Inaugural scholarship recipients will each receive up to $1,500

by Gail Strange | Presbyterian News Service

The Rev. Dr. Katie Geneva Cannon delivers the keynote lecture at the 2017 Women in Ministry Conference at Princeton Theological Seminary. (Photo courtesy of Princeton Theological Seminary)

LOUISVILLE — Racial Equity & Women’s Intercultural Ministries last week announced the 2019 recipients of the Rev Dr. Katie Geneva Cannon Scholarship.

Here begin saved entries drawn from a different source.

//! Blacklisted colors and their derived exclusion ranges.
//!
//! A blacklist entry is a base color plus a tolerance fraction. Each entry
//! derives one inclusive per-channel range
//! `[floor(c * (1 - tol)), ceil(c * (1 + tol))]`, clamped to `[0, 255]`.
//! [`Blacklist`] owns both the entries and the derived ranges and rebuilds the
//! ranges on every change, so the two never drift apart.

use std::fmt;

use serde::{Deserialize, Serialize};

use super::Color;

/// Guards `floor`/`ceil` against binary representation error, e.g.
/// `100 * (1 - 0.2)` landing a hair under 80.
const ROUNDING_GUARD: f64 = 1e-9;

/// A tolerance fraction strictly between 0 and 1.
#[derive(Debug, Clone, Copy, PartialEq, PartialOrd, Serialize, Deserialize)]
#[serde(try_from = "f64", into = "f64")]
pub struct Tolerance(f64);

impl Tolerance {
    /// Returns `None` unless `0 < value < 1`.
    pub fn new(value: f64) -> Option<Self> {
        (value > 0.0 && value < 1.0).then_some(Self(value))
    }

    pub fn get(self) -> f64 {
        self.0
    }
}

impl Default for Tolerance {
    fn default() -> Self {
        Self(0.1)
    }
}

impl TryFrom<f64> for Tolerance {
    type Error = String;

    fn try_from(value: f64) -> Result<Self, Self::Error> {
        Self::new(value).ok_or_else(|| format!("tolerance {value} is outside (0, 1)"))
    }
}

impl From<Tolerance> for f64 {
    fn from(tolerance: Tolerance) -> Self {
        tolerance.0
    }
}

impl fmt::Display for Tolerance {
    fn fmt(&self, f: &mut fmt::Formatter<'_>) -> fmt::Result {
        write!(f, "{}", self.0)
    }
}

/// A blacklisted base color and how far around it sampling must stay away.
///
/// Persisted as `[[r, g, b], tolerance]`.
#[derive(Debug, Clone, Copy, PartialEq, Serialize, Deserialize)]
#[serde(from = "([u8; 3], Tolerance)", into = "([u8; 3], Tolerance)")]
pub struct BlacklistEntry {
    pub color: Color,
    pub tolerance: Tolerance,
}

impl BlacklistEntry {
    pub fn new(color: Color, tolerance: Tolerance) -> Self {
        Self { color, tolerance }
    }

    /// The inclusive per-channel range this entry excludes.
    pub fn exclusion_range(&self) -> ExclusionRange {
        let tol = self.tolerance.get();
        let bound = |channel: u8| {
            let c = f64::from(channel);
            let lo = (c * (1.0 - tol) + ROUNDING_GUARD).floor().clamp(0.0, 255.0);
            let hi = (c * (1.0 + tol) - ROUNDING_GUARD).ceil().clamp(0.0, 255.0);
            (lo as u8, hi as u8)
        };
        let (r_lo, r_hi) = bound(self.color.r);
        let (g_lo, g_hi) = bound(self.color.g);
        let (b_lo, b_hi) = bound(self.color.b);
        ExclusionRange {
            low: [r_lo, g_lo, b_lo],
            high: [r_hi, g_hi, b_hi],
        }
    }
}

impl From<([u8; 3], Tolerance)> for BlacklistEntry {
    fn from((rgb, tolerance): ([u8; 3], Tolerance)) -> Self {
        Self::new(Color::from(rgb), tolerance)
    }
}

impl From<BlacklistEntry> for ([u8; 3], Tolerance) {
    fn from(entry: BlacklistEntry) -> Self {
        (entry.color.channels(), entry.tolerance)
    }
}

/// Inclusive bounds on all three channels.
#[derive(Debug, Clone, Copy, PartialEq, Eq)]
pub struct ExclusionRange {
    pub low: [u8; 3],
    pub high: [u8; 3],
}

impl ExclusionRange {
    /// True when every channel of `color` lies within the bounds.
    pub fn contains(&self, color: Color) -> bool {
        color
            .channels()
            .iter()
            .zip(self.low.iter().zip(self.high.iter()))
            .all(|(c, (lo, hi))| lo <= c && c <= hi)
    }
}

impl fmt::Display for ExclusionRange {
    fn fmt(&self, f: &mut fmt::Formatter<'_>) -> fmt::Result {
        write!(
            f,
            "({}, {}, {}) to ({}, {}, {})",
            self.low[0], self.low[1], self.low[2], self.high[0], self.high[1], self.high[2]
        )
    }
}

/// The ordered blacklist of a community with its cached exclusion ranges.
#[derive(Debug, Clone, Default, PartialEq, Serialize, Deserialize)]
#[serde(from = "Vec<BlacklistEntry>", into = "Vec<BlacklistEntry>")]
pub struct Blacklist {
    entries: Vec<BlacklistEntry>,
    ranges: Vec<ExclusionRange>,
}

impl Blacklist {
    /// Build a blacklist and derive its ranges.
    pub fn new(entries: Vec<BlacklistEntry>) -> Self {
        let mut blacklist = Self {
            entries,
            ranges: Vec::new(),
        };
        blacklist.rebuild_ranges();
        blacklist
    }

    pub fn entries(&self) -> &[BlacklistEntry] {
        &self.entries
    }

    pub fn ranges(&self) -> &[ExclusionRange] {
        &self.ranges
    }

    pub fn len(&self) -> usize {
        self.entries.len()
    }

    pub fn is_empty(&self) -> bool {
        self.entries.is_empty()
    }

    pub fn push(&mut self, entry: BlacklistEntry) {
        self.entries.push(entry);
        self.rebuild_ranges();
    }

    /// Remove the entry at `index` (0-based).
    pub fn remove(&mut self, index: usize) -> Option<BlacklistEntry> {
        if index >= self.entries.len() {
            return None;
        }
        let removed = self.entries.remove(index);
        self.rebuild_ranges();
        Some(removed)
    }

    pub fn clear(&mut self) {
        self.entries.clear();
        self.rebuild_ranges();
    }

    /// Whether `color` falls inside any exclusion range.
    pub fn excludes(&self, color: Color) -> bool {
        self.ranges.iter().any(|range| range.contains(color))
    }

    fn rebuild_ranges(&mut self) {
        self.ranges = self.entries.iter().map(BlacklistEntry::exclusion_range).collect();
    }
}

impl From<Vec<BlacklistEntry>> for Blacklist {
    fn from(entries: Vec<BlacklistEntry>) -> Self {
        Self::new(entries)
    }
}

impl From<Blacklist> for Vec<BlacklistEntry> {
    fn from(blacklist: Blacklist) -> Self {
        blacklist.entries
    }
}
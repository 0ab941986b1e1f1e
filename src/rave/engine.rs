//! Per-event rave state machine.
//!
//! ```text
//! Received -> Filtered                      (not eligible)
//!          -> Eligible -> AcquireFailed     (lost the cooldown race)
//!                      -> Acquired -> Sampling -> Mutating -> Released
//! ```
//!
//! Eligibility is checked in a fixed order and short-circuits: own message,
//! feature disabled, command, cooldown, required role, opt-out. The release
//! timer is armed right after acquisition, before any transport call, so the
//! window closes on schedule whatever the transport does.

use std::sync::Arc;

use crate::color::{Color, ColorSampler};
use crate::guild::{CooldownScope, GuildRegistry, GuildState, Settings};
use crate::rave::{FilterReason, RaveOutcome};
use crate::transport::{Transport, TransportError};
use crate::types::{ActivityEvent, GuildId, Member, Role, UserId};
use crate::utilities::StoreError;

/// Whether `content` starts with the command marker.
pub fn is_command(content: &str, prefix: &str) -> bool {
    !prefix.is_empty() && content.starts_with(prefix)
}

/// Position for a freshly created per-author role.
///
/// A non-negative offset counts down from `top`, a negative one counts up
/// from the bottom. Position 0 belongs to the default role, so the result
/// stays within `[1, top]`.
pub fn target_position(top: i64, offset: i64) -> i64 {
    let position = if offset >= 0 {
        top.saturating_sub(offset)
    } else {
        offset.saturating_neg()
    };
    position.clamp(1, top.max(1))
}

/// Runs inbound events through eligibility, cooldown, sampling and the
/// role mutation for the community they belong to.
pub struct RaveEngine {
    registry: Arc<GuildRegistry>,
    transport: Arc<dyn Transport>,
    bot_id: UserId,
    prefix: String,
    sampler: ColorSampler,
}

impl RaveEngine {
    /// Create an engine that ignores messages from `bot_id` and treats
    /// contents starting with `prefix` as commands.
    pub fn new(
        registry: Arc<GuildRegistry>,
        transport: Arc<dyn Transport>,
        bot_id: UserId,
        prefix: impl Into<String>,
    ) -> Self {
        Self {
            registry,
            transport,
            bot_id,
            prefix: prefix.into(),
            sampler: ColorSampler::default(),
        }
    }

    /// Replace the color sampler.
    pub fn with_sampler(mut self, sampler: ColorSampler) -> Self {
        self.sampler = sampler;
        self
    }

    /// The community registry the engine resolves events against.
    pub fn registry(&self) -> &Arc<GuildRegistry> {
        &self.registry
    }

    /// Run one event through the state machine.
    ///
    /// Errors only when the community's records cannot be loaded; transport
    /// failures are folded into [`RaveOutcome::MutationFailed`].
    pub async fn process(&self, event: &ActivityEvent) -> Result<RaveOutcome, StoreError> {
        let author = &event.author;
        if author.id == self.bot_id {
            return Ok(RaveOutcome::filtered(FilterReason::OwnMessage));
        }

        let guild = self.registry.resolve(&event.guild)?;
        let settings = guild.settings();

        if let Some(reason) = self.filter(&guild, &settings, event) {
            tracing::trace!(guild = %event.guild.id, user = %author.id, ?reason, "event filtered");
            return Ok(RaveOutcome::filtered(reason));
        }

        let scope = CooldownScope::for_mode(settings.global_cooldown, author.id);
        let Some(ticket) = guild.cooldown().try_acquire(scope) else {
            return Ok(RaveOutcome::AcquireFailed);
        };
        ticket.release_after(settings.cooldown);

        let sampled = {
            let mut rng = rand::thread_rng();
            self.sampler.sample(settings.blacklist.ranges(), &mut rng)
        };
        let Some(color) = sampled else {
            tracing::warn!(guild = %guild.id(), "blacklist excludes every color, skipping rave");
            return Ok(RaveOutcome::Exhausted);
        };

        let mutation = if settings.check_role {
            self.recolor_target(guild.id(), &settings.role_name, color).await
        } else {
            self.recolor_author(&guild, author, &settings, color).await
        };

        Ok(match mutation {
            Ok(role) => {
                tracing::debug!(guild = %guild.id(), user = %author.id, %color, role = %role.name, "raved");
                RaveOutcome::Raved {
                    color,
                    role: role.name,
                }
            }
            Err(error) => {
                tracing::warn!(guild = %guild.id(), user = %author.id, %error, "rave mutation failed");
                RaveOutcome::MutationFailed {
                    color,
                    error: error.to_string(),
                }
            }
        })
    }

    fn filter(&self, guild: &GuildState, settings: &Settings, event: &ActivityEvent) -> Option<FilterReason> {
        let author = &event.author;
        if !settings.enabled {
            return Some(FilterReason::Disabled);
        }
        if is_command(&event.content, &self.prefix) {
            return Some(FilterReason::Command);
        }
        let scope = CooldownScope::for_mode(settings.global_cooldown, author.id);
        if guild.cooldown().is_on_cooldown(scope) {
            return Some(FilterReason::OnCooldown);
        }
        if settings.check_role && !author.has_role_named(&settings.role_name) {
            return Some(FilterReason::MissingRole);
        }
        if guild.is_opted_out(author.id) {
            return Some(FilterReason::OptedOut);
        }
        None
    }

    /// Target-role mode: recolor the one shared role.
    async fn recolor_target(&self, guild: GuildId, role_name: &str, color: Color) -> Result<Role, TransportError> {
        let role = self
            .transport
            .role_named(guild, role_name)
            .await?
            .ok_or_else(|| TransportError::NotFound(format!("role {role_name}")))?;
        self.transport.edit_role_color(guild, role.id, color).await?;
        Ok(role)
    }

    /// Per-author mode: find or create the author's own role, recolor it and
    /// make sure the author holds it.
    ///
    /// An existing role with the author's name is only reused when the author
    /// already holds it or the engine created it; any other role of that name
    /// belongs to someone else and is left alone.
    async fn recolor_author(
        &self,
        guild: &GuildState,
        author: &Member,
        settings: &Settings,
        color: Color,
    ) -> Result<Role, TransportError> {
        let guild_id = guild.id();
        let roles = self.transport.roles(guild_id).await?;
        let role = match roles.iter().find(|role| role.name == author.name) {
            Some(existing) if author.has_role(existing.id) || guild.created_role(existing.id) => {
                self.transport.edit_role_color(guild_id, existing.id, color).await?;
                existing.clone()
            }
            Some(_) => return Err(TransportError::Conflict(format!("role {}", author.name))),
            None => {
                let created = self.transport.create_role(guild_id, &author.name, color).await?;
                guild.record_created_role(created.id);
                if settings.move_role {
                    let top = roles.iter().map(|role| role.position).max().unwrap_or(0);
                    let position = target_position(top, settings.role_offset);
                    self.transport.move_role(guild_id, created.id, position).await?;
                }
                created
            }
        };

        if !author.has_role(role.id) {
            self.transport.add_member_role(guild_id, author.id, role.id).await?;
        }
        Ok(role)
    }
}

The Presbyterian Mission Agency established the scholarship to honor Cannon’s name and legacy shortly after her death in August of 2018. The scholarship supports Presbyterian clergywomen and college women of color as well as other women of color with opportunities for leadership and spiritual development, helping women to develop leadership gifts and be equipped for even greater service in the Presbyterian Church (U.S.A).

Cannon was a pioneer and a legendary figure in the PC(USA). In 1974, she became the first African American woman ordained as a Minister of Word and Sacrament in the former United Presbyterian Church (U.S.A.). Nine years later she became the first African American to earn a Doctor of Philosophy degree from Union Theological Seminary in New York. She served as the Annie Scales Rogers Professor of Christian Social Ethics at Union Presbyterian Seminary in Richmond, Virginia, and as a minister member of the Presbytery of Philadelphia.

A leading voice in the fields of womanist theology and women in religion and society, Cannon was a renowned lecturer on theological and ethical topics and the author or editor of numerous articles and seven books, including “Katie’s Canon: Womanism and the Soul of the Black Communityand “Black Womanist Ethics.”

The Katie Cannon Scholarship sponsored by the Women’s Ministry Fund provides qualified applicants up to $1,500 for expenses for leadership development in the United States.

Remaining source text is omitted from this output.